◆ What needs to be done ◆
Could you find every line in the records below that contains the word "apply" and copy it?

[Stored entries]
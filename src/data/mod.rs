//! Data ingestion and storage
//!
//! Raw game history, synthetic generation, the training table, the live game
//! session, and the SQLite prediction log.

pub mod database;
pub mod dataset;
pub mod history;
pub mod session;
pub mod synthetic;

pub use database::Database;
pub use dataset::{FeaturedRow, PointsDataset};
pub use history::{HistoryRow, PlayerHistory};
pub use session::GameSession;
pub use synthetic::SyntheticGenerator;
/// Errors produced by the resize engine.
#[derive(Debug, Error, PartialEq)]
pub enum ResizeError {
    /// The selection contains no resolvable geometry.
    #[error("selection is empty; nothing to resize")]
    EmptySelection,
    /// The selection's bounding box has zero extent on at least one axis,
    /// which makes normalization undefined.
    #[error("selection bounds are degenerate ({width} x {height}); refusing to begin")]
    DegenerateSelection {
        /// Box width at gesture start
        width: f32,
        /// Box height at gesture start
        height: f32,
    },
    /// The handle index is outside 0..=3.
    #[error("invalid {kind:?} handle index {index} (expected 0..=3)")]
    InvalidHandle {
        /// The requested handle kind
        kind: HandleKind,
        /// The out-of-range index
        index: u8,
    },
    /// A gesture operation was invoked outside the Active state.
    #[error("gesture is not active")]
    NotActive,
    /// The pointer position contained NaN or infinity; the gesture aborts.
    #[error("non-finite pointer position")]
    NonFinitePointer,
}

/// Whether a handle moves two adjacent edges (corner) or a single edge.
#[derive(Debug, Clone, Copy, PartialEq, Eq, Serialize, Deserialize)]
pub enum HandleKind {
    /// Moves both edges meeting at the corner
    Corner,
    /// Moves one edge, pinning the opposite edge
    Edge,
}

/// A drag affordance on the selection's bounding box.
///
/// Corners are numbered clockwise from the top-left (0 TL, 1 TR, 2 BR,
/// 3 BL); edges clockwise from the top (0 top, 1 right, 2 bottom, 3 left).
#[derive(Debug, Clone, Copy, PartialEq, Eq, Serialize, Deserialize)]
pub struct Handle {
    /// Corner or edge
    kind: HandleKind,
    /// Position index, 0..=3
    index: u8,
}

impl Handle {
    /// Creates a validated handle.
    ///
    /// # Arguments
    ///
    /// * `kind` - Corner or edge
    /// * `index` - Position index; anything outside 0..=3 is rejected
    ///
    /// # Returns
    ///
    /// The handle, or [`ResizeError::InvalidHandle`] for an out-of-range
    /// index.
    pub fn new(kind: HandleKind, index: u8) -> Result<Self, ResizeError> {
        if index > 3 {
            return Err(ResizeError::InvalidHandle { kind, index });
        }
        Ok(Self { kind, index })
    }

    /// The handle's kind.
    pub fn kind(&self) -> HandleKind {
        self.kind
    }

    /// The handle's position index.
    pub fn index(&self) -> u8 {
        self.index
    }

    /// All eight handles: corners clockwise from the top-left, then edges
    /// clockwise from the top.
    pub fn all() -> [Handle; 8] {
        let corner = |index| Self {
            kind: HandleKind::Corner,
            index,
        };
        let edge = |index| Self {
            kind: HandleKind::Edge,
            index,
        };
        [
            corner(0),
            corner(1),
            corner(2),
            corner(3),
            edge(0),
            edge(1),
            edge(2),
            edge(3),
        ]
    }

    /// True if this handle moves the top edge (`y0`).
    fn moves_top(&self) -> bool {
        match self.kind {
            HandleKind::Corner => self.index < 2,
            HandleKind::Edge => self.index == 0,
        }
    }

    /// True if this handle moves the bottom edge (`y1`).
    fn moves_bottom(&self) -> bool {
        match self.kind {
            HandleKind::Corner => self.index >= 2,
            HandleKind::Edge => self.index == 2,
        }
    }

    /// True if this handle moves the left edge (`x0`).
    fn moves_left(&self) -> bool {
        match self.kind {
            HandleKind::Corner => self.index == 0 || self.index == 3,
            HandleKind::Edge => self.index == 3,
        }
    }

    /// True if this handle moves the right edge (`x1`).
    fn moves_right(&self) -> bool {
        match self.kind {
            HandleKind::Corner => self.index == 1 || self.index == 2,
            HandleKind::Edge => self.index == 1,
        }
    }
}
//! Gesture lifecycle for interactive resizes.
//!
//! A gesture owns the snapshot and the live working box for one drag:
//! `begin` validates the selection and captures state, `update` runs the
//! resize transform once per pointer move, and the gesture ends in exactly
//! one of `complete` (an undoable transition is recorded) or `revert` (the
//! begin-time geometry is restored). Nothing is valid outside the Active
//! state without a new `begin`.

use crate::resize::{resize, Handle, ResizeError, WorkingBox};
use crate::snapshot::Snapshot;
use crate::types::{Document, Selection};
use crate::undo::{RestoreRecord, UndoAction, UndoHistory};

/// The lifecycle state of a resize gesture.
#[derive(Debug, Clone, Copy, PartialEq, Eq)]
pub enum GestureState {
    /// Gesture is live and accepting pointer updates
    Active,
    /// Gesture ended by recording an undoable transition
    Committed,
    /// Gesture ended by restoring the begin-time geometry
    Reverted,
}

/// One in-flight resize gesture.
///
/// Holds exclusive write access to the selected entities for its duration;
/// the document store is responsible for any concurrency control above this.
#[derive(Debug, Clone)]
pub struct ResizeGesture {
    state: GestureState,
    handle: Handle,
    selection: Selection,
    snapshot: Snapshot,
    working: WorkingBox,
    restore: RestoreRecord,
    /// Modifier state of the most recent update, recorded into the commit
    preserve_radii: bool,
}

impl ResizeGesture {
    /// Begins a resize gesture on the current selection.
    ///
    /// Captures the normalized snapshot and an absolute-geometry restore
    /// record, and initializes the working box from the snapshot bounds.
    /// Empty or zero-area selections refuse to begin.
    ///
    /// # Arguments
    ///
    /// * `doc` - The document holding the selection (read-only here)
    /// * `selection` - The entities the gesture will own
    /// * `handle` - The handle being dragged
    ///
    /// # Returns
    ///
    /// An Active gesture, or the [`ResizeError`] that prevented activation.
    pub fn begin(
        doc: &Document,
        selection: &Selection,
        handle: Handle,
    ) -> Result<Self, ResizeError> {
        let snapshot = match Snapshot::build(doc, selection) {
            Ok(snapshot) => snapshot,
            Err(err) => {
                log::warn!("refusing resize gesture: {err}");
                return Err(err);
            }
        };
        let working = WorkingBox::from_bounds(&snapshot.bounds);
        let restore = RestoreRecord::capture(doc, selection);
        log::debug!(
            "resize gesture begun: {:?} handle {} over {} nodes / {} globs",
            handle.kind(),
            handle.index(),
            snapshot.nodes.len(),
            snapshot.globs.len()
        );

        Ok(Self {
            state: GestureState::Active,
            handle,
            selection: selection.clone(),
            snapshot,
            working,
            restore,
            preserve_radii: false,
        })
    }

    /// The gesture's current lifecycle state.
    pub fn state(&self) -> GestureState {
        self.state
    }

    /// True while the gesture accepts updates.
    pub fn is_active(&self) -> bool {
        self.state == GestureState::Active
    }

    /// The handle this gesture was begun with.
    pub fn handle(&self) -> Handle {
        self.handle
    }

    /// The live working box (for drawing the selection bounds mid-drag).
    pub fn working(&self) -> &WorkingBox {
        &self.working
    }

    /// Applies one pointer move.
    ///
    /// Runs the resize transform against the snapshot and working box, then
    /// refreshes the cached outline curves of every glob touched by the
    /// selection. A non-finite pointer aborts the gesture to Reverted.
    ///
    /// # Arguments
    ///
    /// * `doc` - The document to mutate in place
    /// * `pointer` - Pointer position in world space
    /// * `preserve_radii` - Modifier flag: keep original node radii
    pub fn update(
        &mut self,
        doc: &mut Document,
        pointer: (f32, f32),
        preserve_radii: bool,
    ) -> Result<(), ResizeError> {
        if !self.is_active() {
            return Err(ResizeError::NotActive);
        }
        if !pointer.0.is_finite() || !pointer.1.is_finite() {
            log::warn!("aborting resize gesture: non-finite pointer {pointer:?}");
            self.restore.apply(doc);
            self.state = GestureState::Reverted;
            return Err(ResizeError::NonFinitePointer);
        }

        self.preserve_radii = preserve_radii;
        resize(
            doc,
            self.handle,
            pointer,
            preserve_radii,
            &mut self.working,
            &self.snapshot,
        );
        doc.recalculate_globs_for_selection(&self.selection);
        Ok(())
    }

    /// Ends the gesture by restoring the begin-time geometry.
    pub fn revert(&mut self, doc: &mut Document) -> Result<(), ResizeError> {
        if !self.is_active() {
            return Err(ResizeError::NotActive);
        }
        self.restore.apply(doc);
        self.state = GestureState::Reverted;
        log::debug!("resize gesture reverted");
        Ok(())
    }

    /// Ends the gesture by recording a single undoable transition from the
    /// begin-time geometry to the current geometry.
    pub fn complete(
        &mut self,
        doc: &mut Document,
        history: &mut UndoHistory,
    ) -> Result<(), ResizeError> {
        if !self.is_active() {
            return Err(ResizeError::NotActive);
        }
        let after = RestoreRecord::capture(doc, &self.selection);
        if after != self.restore {
            history.push_action(UndoAction::SelectionResized {
                handle: self.handle,
                preserve_radii: self.preserve_radii,
                before: self.restore.clone(),
                after,
            });
        }
        self.state = GestureState::Committed;
        log::debug!("resize gesture committed");
        Ok(())
    }
}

◆ Written response ◆
            self.restore.apply(doc);
        self.restore.apply(doc);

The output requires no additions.